For years, I carried an invisible pressure inside me: the pressure to be the perfect calm parent.
When my son was younger, I was learning everything I could about attachment, trauma-informed parenting, nervous system regulation, co-regulation, and peaceful parenting. And with every new thing I learned, I felt the stakes rising. Because the message I absorbed, even though it came from thoughtful and well-intentioned places, sounded something like this: your child’s nervous system learns safety through your nervous system.
And for a child like mine — hypersensitive, deeply reactive, and later identified as having PDA and OCD — that message felt enormous.
It felt like his future depended on me getting this right.
If I could stay calm, then maybe he would feel safe. If I could stay regulated, then maybe he would learn to regulate himself. If I could be the steady, grounded nervous system he needed, then maybe he would be okay.
But there was another side to this belief that I didn’t fully understand at the time. Because if his ability to feel safe depended on my nervous system, then every moment I wasn’t calm felt like failure.
Every time I lost patience. Every time I raised my voice. Every time panic, rage, frustration, grief, or overwhelm rose up in my body. I felt like I was damaging my child.
So I tried harder. I tried to be calm through every storm. I tried to hold it all in. I tried to be that parent — the one who stays composed, gentle, and “regulated” no matter what is happening.
But the harder I tried to be that parent, the more pressure I felt inside. And over time I began to realize something really important:
I had misunderstood what regulation actually is.

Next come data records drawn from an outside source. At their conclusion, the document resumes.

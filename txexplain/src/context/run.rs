//! The context handed to every stage of a run.

use crate::cancellation::CancellationToken;
use crate::errors::ExplainerError;
use crate::events::{NoOpProgressSink, ProgressSink, ProgressUpdate};
use chrono::{DateTime, Utc};
use std::sync::Arc;
use uuid::Uuid;

/// Identity, cancellation and progress reporting for one request.
///
/// Cheap to clone; clones share the same token and sink.
#[derive(Clone)]
pub struct RunContext {
    run_id: Uuid,
    network_id: u64,
    started_at: DateTime<Utc>,
    cancel: Arc<CancellationToken>,
    progress: Arc<dyn ProgressSink>,
}

impl RunContext {
    /// Creates a context for a request on `network_id`.
    #[must_use]
    pub fn new(network_id: u64) -> Self {
        Self {
            run_id: Uuid::new_v4(),
            network_id,
            started_at: Utc::now(),
            cancel: Arc::new(CancellationToken::new()),
            progress: Arc::new(NoOpProgressSink),
        }
    }

    /// Shares an existing cancellation token.
    #[must_use]
    pub fn with_cancellation(mut self, token: Arc<CancellationToken>) -> Self {
        self.cancel = token;
        self
    }

    /// Sets the progress sink.
    #[must_use]
    pub fn with_progress(mut self, sink: Arc<dyn ProgressSink>) -> Self {
        self.progress = sink;
        self
    }

    /// The unique id of this run.
    #[must_use]
    pub fn run_id(&self) -> Uuid {
        self.run_id
    }

    /// The chain id the request targets.
    #[must_use]
    pub fn network_id(&self) -> u64 {
        self.network_id
    }

    /// When the context was created.
    #[must_use]
    pub fn started_at(&self) -> DateTime<Utc> {
        self.started_at
    }

    /// The request's cancellation token.
    #[must_use]
    pub fn cancellation(&self) -> &CancellationToken {
        &self.cancel
    }

    /// Returns `Err(Cancelled)` if the caller has cancelled the request.
    pub fn check_cancelled(&self) -> Result<(), ExplainerError> {
        if self.cancel.is_cancelled() {
            let reason = self
                .cancel
                .reason()
                .unwrap_or_else(|| "cancelled".to_string());
            return Err(ExplainerError::Cancelled(reason));
        }
        Ok(())
    }

    pub(crate) fn emit(&self, update: &ProgressUpdate) {
        self.progress.try_emit(update);
    }
}

impl std::fmt::Debug for RunContext {
    fn fmt(&self, f: &mut std::fmt::Formatter<'_>) -> std::fmt::Result {
        f.debug_struct("RunContext")
            .field("run_id", &self.run_id)
            .field("network_id", &self.network_id)
            .field("started_at", &self.started_at)
            .field("cancelled", &self.cancel.is_cancelled())
            .finish_non_exhaustive()
    }
}
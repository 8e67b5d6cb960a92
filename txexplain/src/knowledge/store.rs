//! The in-memory knowledge store.

use super::{score, KnowledgeRecord, RecordType, SearchHit, SearchResponse};
use crate::errors::RetrievalError;
use tracing::debug;

/// Hits must score strictly above this to be returned.
pub const MIN_CONFIDENCE: f64 = 0.1;

/// Maximum hits per search.
pub const MAX_RESULTS: usize = 5;

/// A searchable knowledge source.
#[cfg_attr(test, mockall::automock)]
pub trait KnowledgeIndex: Send + Sync {
    /// Returns up to [`MAX_RESULTS`] records of `record_type`, best first.
    fn search(&self, record_type: RecordType, query: &str) -> Result<SearchResponse, RetrievalError>;
}

/// Records held in insertion order. Read-only once built; share it behind an
/// `Arc` across requests.
#[derive(Debug, Clone, Default)]
pub struct KnowledgeStore {
    records: Vec<KnowledgeRecord>,
}

impl KnowledgeStore {
    /// Creates an empty store.
    #[must_use]
    pub fn new() -> Self {
        Self::default()
    }

    /// Creates a store from records.
    #[must_use]
    pub fn from_records(records: Vec<KnowledgeRecord>) -> Self {
        Self { records }
    }

    /// Appends a record.
    pub fn add(&mut self, record: KnowledgeRecord) {
        self.records.push(record);
    }

    /// Appends many records.
    pub fn extend(&mut self, records: impl IntoIterator<Item = KnowledgeRecord>) {
        self.records.extend(records);
    }

    /// Number of records.
    #[must_use]
    pub fn len(&self) -> usize {
        self.records.len()
    }

    /// Returns true if the store holds no records.
    #[must_use]
    pub fn is_empty(&self) -> bool {
        self.records.is_empty()
    }

    /// Number of records of one type.
    #[must_use]
    pub fn count(&self, record_type: RecordType) -> usize {
        self.records
            .iter()
            .filter(|r| r.record_type == record_type)
            .count()
    }

    /// Ranks records of `record_type` against `query`.
    ///
    /// Hits scoring at or below [`MIN_CONFIDENCE`] are dropped; ties keep
    /// insertion order. The query is scored exactly as given; a blank query
    /// matches nothing.
    #[must_use]
    pub fn rank(&self, record_type: RecordType, query: &str) -> Vec<SearchHit> {
        if query.trim().is_empty() {
            return Vec::new();
        }

        let mut hits: Vec<SearchHit> = self
            .records
            .iter()
            .filter(|r| r.record_type == record_type)
            .filter_map(|r| {
                let raw = score(r, query);
                (raw > MIN_CONFIDENCE).then(|| SearchHit::new(r, raw))
            })
            .collect();

        // sort_by is stable, so equal scores stay in insertion order.
        hits.sort_by(|a, b| b.raw_score.total_cmp(&a.raw_score));
        hits.truncate(MAX_RESULTS);
        hits
    }
}

impl KnowledgeIndex for KnowledgeStore {
    fn search(&self, record_type: RecordType, query: &str) -> Result<SearchResponse, RetrievalError> {
        let hits = self.rank(record_type, query);
        debug!(
            record_type = %record_type,
            query = %query,
            found = hits.len(),
            "Knowledge search"
        );
        Ok(SearchResponse::new(query, hits))
    }
}
//! Per-domain cache TTLs.

use super::CacheDomain;
use serde::{Deserialize, Serialize};
use std::time::Duration;

const HOUR: u64 = 3600;
const DAY: u64 = 24 * HOUR;
const YEAR: u64 = 365 * DAY;

fn default_price_ttl() -> u64 {
    HOUR
}

fn default_permanent_ttl() -> u64 {
    YEAR
}

fn default_monthly_ttl() -> u64 {
    30 * DAY
}

/// TTLs for each cache domain, in seconds.
#[derive(Debug, Clone, PartialEq, Eq, Serialize, Deserialize)]
pub struct CacheConfig {
    /// Token prices.
    #[serde(default = "default_price_ttl")]
    pub price_ttl_seconds: u64,
    /// Token contract metadata.
    #[serde(default = "default_permanent_ttl")]
    pub metadata_ttl_seconds: u64,
    /// Contract ABIs.
    #[serde(default = "default_permanent_ttl")]
    pub abi_ttl_seconds: u64,
    /// Network information.
    #[serde(default = "default_permanent_ttl")]
    pub network_ttl_seconds: u64,
    /// ENS resolutions.
    #[serde(default = "default_monthly_ttl")]
    pub ens_ttl_seconds: u64,
    /// NFT metadata.
    #[serde(default = "default_monthly_ttl")]
    pub nft_metadata_ttl_seconds: u64,
}

impl Default for CacheConfig {
    fn default() -> Self {
        Self {
            price_ttl_seconds: default_price_ttl(),
            metadata_ttl_seconds: default_permanent_ttl(),
            abi_ttl_seconds: default_permanent_ttl(),
            network_ttl_seconds: default_permanent_ttl(),
            ens_ttl_seconds: default_monthly_ttl(),
            nft_metadata_ttl_seconds: default_monthly_ttl(),
        }
    }
}

impl CacheConfig {
    /// Returns the TTL for a domain.
    #[must_use]
    pub fn ttl_for(&self, domain: CacheDomain) -> Duration {
        let seconds = match domain {
            CacheDomain::Price => self.price_ttl_seconds,
            CacheDomain::TokenMetadata => self.metadata_ttl_seconds,
            CacheDomain::Abi => self.abi_ttl_seconds,
            CacheDomain::Network => self.network_ttl_seconds,
            CacheDomain::Ens => self.ens_ttl_seconds,
            CacheDomain::NftMetadata => self.nft_metadata_ttl_seconds,
        };
        Duration::from_secs(seconds)
    }

    /// Sets the price TTL.
    #[must_use]
    pub fn with_price_ttl(mut self, ttl: Duration) -> Self {
        self.price_ttl_seconds = ttl.as_secs();
        self
    }

    /// Sets the token metadata TTL.
    #[must_use]
    pub fn with_metadata_ttl(mut self, ttl: Duration) -> Self {
        self.metadata_ttl_seconds = ttl.as_secs();
        self
    }
}

#[cfg(test)]
mod tests {
    use super::*;

    #[test]
    fn test_price_refreshes_faster_than_metadata() {
        let config = CacheConfig::default();
        assert_eq!(config.ttl_for(CacheDomain::Price), Duration::from_secs(3600));
        assert_eq!(
            config.ttl_for(CacheDomain::TokenMetadata),
            Duration::from_secs(365 * 24 * 3600)
        );
        assert_eq!(
            config.ttl_for(CacheDomain::Ens),
            Duration::from_secs(30 * 24 * 3600)
        );
        assert!(config.ttl_for(CacheDomain::Price) < config.ttl_for(CacheDomain::Abi));
    }

    #[test]
    fn test_partial_config_keeps_defaults() {
        let config: CacheConfig = serde_json::from_str(r#"{"price_ttl_seconds": 60}"#).unwrap();
        assert_eq!(config.price_ttl_seconds, 60);
        assert_eq!(config.nft_metadata_ttl_seconds, 30 * DAY);
    }
}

Many parents, especially parents of high-needs children, begin to believe that regulation means staying calm all the time.
It starts innocently enough. We hear that our children need our calm. We hear that co-regulation matters. We hear that our child’s nervous system is deeply affected by ours. We hear that our reactions shape the emotional tone of the home. All of that is true.
But many of us unconsciously turn those truths into pressure.
We start believing that being a regulated parent means:
And when we cannot do that — which is often, especially when parenting a PDA or highly sensitive child — we think, I’m failing. I’m doing damage. I’m not regulated enough. I’m not a good enough parent.
This pressure is especially intense for parents of PDA Autistic children because so much truly does rest on the parent’s ability to adapt, understand, and respond differently. We know our child’s nervous system is sensitive. We know accommodations matter. We know co-regulation matters. We know our child can escalate quickly when they sense pressure, control, or threat.
So we try even harder to stay calm.
But this is where many parents get into trouble.
Because instead of regulating, they often start suppressing.
When you believe you must be calm all the time, you often begin clamping down on your natural nervous system responses. You push down anger, fear, frustration, panic, sadness, helplessness. You recruit social engagement behaviors to appear calm on the outside. You try to sound steady. You try to look reasonable. You try to keep the lid on.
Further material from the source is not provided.